§ TASK REQUIREMENTS
Only the lines from the one containing "fn from(n: i64)" through the last line below should be written out, exactly and with both ends kept.

- - -

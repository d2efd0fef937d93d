//! Value Module
//!
//! The closed set of value kinds the cache can hold.

use std::any::Any;
use std::collections::BTreeMap;
use std::fmt;
use std::sync::Arc;

use chrono::{DateTime, Utc};
use serde::{Deserialize, Serialize};

// == Resource Handle ==
/// A live resource (connection, closure, file handle...) carried inside a value.
///
/// Handles cannot be copied or persisted; the cache rejects them.
#[derive(Clone)]
pub struct ResourceHandle {
    label: String,
    resource: Arc<dyn Any + Send + Sync>,
}

impl ResourceHandle {
    /// Wraps a resource under a descriptive label.
    pub fn new(label: impl Into<String>, resource: impl Any + Send + Sync) -> Self {
        Self {
            label: label.into(),
            resource: Arc::new(resource),
        }
    }

    /// Returns the label used in error messages.
    pub fn label(&self) -> &str {
        &self.label
    }

    /// Borrows the wrapped resource if it has type `T`.
    pub fn downcast_ref<T: Any>(&self) -> Option<&T> {
        self.resource.downcast_ref::<T>()
    }
}

impl fmt::Debug for ResourceHandle {
    fn fmt(&self, f: &mut fmt::Formatter<'_>) -> fmt::Result {
        f.debug_struct("ResourceHandle")
            .field("label", &self.label)
            .finish_non_exhaustive()
    }
}

/// Two handles are equal only when they point at the same resource.
impl PartialEq for ResourceHandle {
    fn eq(&self, other: &Self) -> bool {
        Arc::ptr_eq(&self.resource, &other.resource)
    }
}

// == Value ==
/// A structured cache payload.
///
/// Serialized adjacently tagged so timestamps and records keep their kind
/// across a persistence boundary.
#[derive(Debug, Clone, PartialEq, Serialize, Deserialize)]
#[serde(tag = "type", content = "value", rename_all = "snake_case")]
pub enum Value {
    Null,
    Bool(bool),
    Integer(i64),
    Float(f64),
    String(String),
    Timestamp(DateTime<Utc>),
    Sequence(Vec<Value>),
    Map(BTreeMap<String, Value>),
    /// Composite record with a declared type name
    Record {
        type_name: String,
        fields: BTreeMap<String, Value>,
    },
    #[serde(skip)]
    Handle(ResourceHandle),
}

impl Value {
    /// Builds a record from a type name and `(field, value)` pairs.
    pub fn record<I, K>(type_name: impl Into<String>, fields: I) -> Self
    where
        I: IntoIterator<Item = (K, Value)>,
        K: Into<String>,
    {
        Value::Record {
            type_name: type_name.into(),
            fields: fields.into_iter().map(|(k, v)| (k.into(), v)).collect(),
        }
    }

    /// Short name of the value kind, used in logs and errors.
    pub fn kind(&self) -> &'static str {
        match self {
            Value::Null => "null",
            Value::Bool(_) => "bool",
            Value::Integer(_) => "integer",
            Value::Float(_) => "float",
            Value::String(_) => "string",
            Value::Timestamp(_) => "timestamp",
            Value::Sequence(_) => "sequence",
            Value::Map(_) => "map",
            Value::Record { .. } => "record",
            Value::Handle(_) => "handle",
        }
    }

    /// Looks up a field of a `Map` or `Record`.
    pub fn field(&self, name: &str) -> Option<&Value> {
        match self {
            Value::Map(fields) | Value::Record { fields, .. } => fields.get(name),
            _ => None,
        }
    }

    /// Mutable access to a field of a `Map` or `Record`.
    pub fn field_mut(&mut self, name: &str) -> Option<&mut Value> {
        match self {
            Value::Map(fields) | Value::Record { fields, .. } => fields.get_mut(name),
            _ => None,
        }
    }

    /// Describes the first part of the tree that JSON cannot carry back
    /// unchanged: a handle, or a NaN or infinite float.
    pub fn find_unpersistable(&self) -> Option<String> {
        match self {
            Value::Handle(handle) => Some(format!("handle '{}' cannot be persisted", handle.label())),
            Value::Float(f) if !f.is_finite() => Some(format!("float {f} cannot be persisted")),
            Value::Sequence(items) => items.iter().find_map(Value::find_unpersistable),
            Value::Map(fields) | Value::Record { fields, .. } => {
                fields.values().find_map(Value::find_unpersistable)
            }
            _ => None,
        }
    }

    /// Renders the value as plain JSON.
    ///
    /// Timestamps become RFC 3339 strings, records become objects of their
    /// fields, non-finite floats and handles become `null`.
    pub fn to_json(&self) -> serde_json::Value {
        use serde_json::Value as Json;

        match self {
            Value::Null | Value::Handle(_) => Json::Null,
            Value::Bool(b) => Json::Bool(*b),
            Value::Integer(n) => Json::from(*n),
            Value::Float(f) => serde_json::Number::from_f64(*f)
                .map(Json::Number)
                .unwrap_or(Json::Null),
            Value::String(s) => Json::String(s.clone()),
            Value::Timestamp(t) => Json::String(t.to_rfc3339()),
            Value::Sequence(items) => Json::Array(items.iter().map(Value::to_json).collect()),
            Value::Map(fields) | Value::Record { fields, .. } => Json::Object(
                fields
                    .iter()
                    .map(|(k, v)| (k.clone(), v.to_json()))
                    .collect(),
            ),
        }
    }
}

// == Conversions ==
impl From<serde_json::Value> for Value {
    fn from(json: serde_json::Value) -> Self {
        use serde_json::Value as Json;

        match json {
            Json::Null => Value::Null,
            Json::Bool(b) => Value::Bool(b),
            Json::Number(n) => match n.as_i64() {
                Some(i) => Value::Integer(i),
                None => Value::Float(n.as_f64().unwrap_or(f64::NAN)),
            },
            Json::String(s) => Value::String(s),
            Json::Array(items) => Value::Sequence(items.into_iter().map(Value::from).collect()),
            Json::Object(fields) => Value::Map(
                fields
                    .into_iter()
                    .map(|(k, v)| (k, Value::from(v)))
                    .collect(),
            ),
        }
    }
}

impl From<bool> for Value {
    fn from(b: bool) -> Self {
        Value::Bool(b)
    }
}

impl From<i64> for Value {
    fn from(n: i64) -> Self {
        Value::Integer(n)
    }
}

impl From<i32> for Value {
    fn from(n: i32) -> Self {
        Value::Integer(n.into())
    }
}

impl From<f64> for Value {
    fn from(f: f64) -> Self {
        Value::Float(f)
    }
}

impl From<&str> for Value {
    fn from(s: &str) -> Self {
        Value::String(s.to_string())
    }
}

impl From<String> for Value {
    fn from(s: String) -> Self {
        Value::String(s)
    }
}

impl From<DateTime<Utc>> for Value {
    fn from(t: DateTime<Utc>) -> Self {
        Value::Timestamp(t)
    }
}

impl From<Vec<Value>> for Value {
    fn from(items: Vec<Value>) -> Self {
        Value::Sequence(items)
    }
}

- - -

§ RESPONSE
    fn from(n: i64) -> Self {
        Value::Integer(n)
    }
}

impl From<i32> for Value {
    fn from(n: i32) -> Self {
        Value::Integer(n.into())
    }
}

impl From<f64> for Value {
    fn from(f: f64) -> Self {
        Value::Float(f)
    }
}

impl From<&str> for Value {
    fn from(s: &str) -> Self {
        Value::String(s.to_string())
    }
}

impl From<String> for Value {
    fn from(s: String) -> Self {
        Value::String(s)
    }
}

impl From<DateTime<Utc>> for Value {
    fn from(t: DateTime<Utc>) -> Self {
        Value::Timestamp(t)
    }
}

impl From<Vec<Value>> for Value {
    fn from(items: Vec<Value>) -> Self {
        Value::Sequence(items)
    }
}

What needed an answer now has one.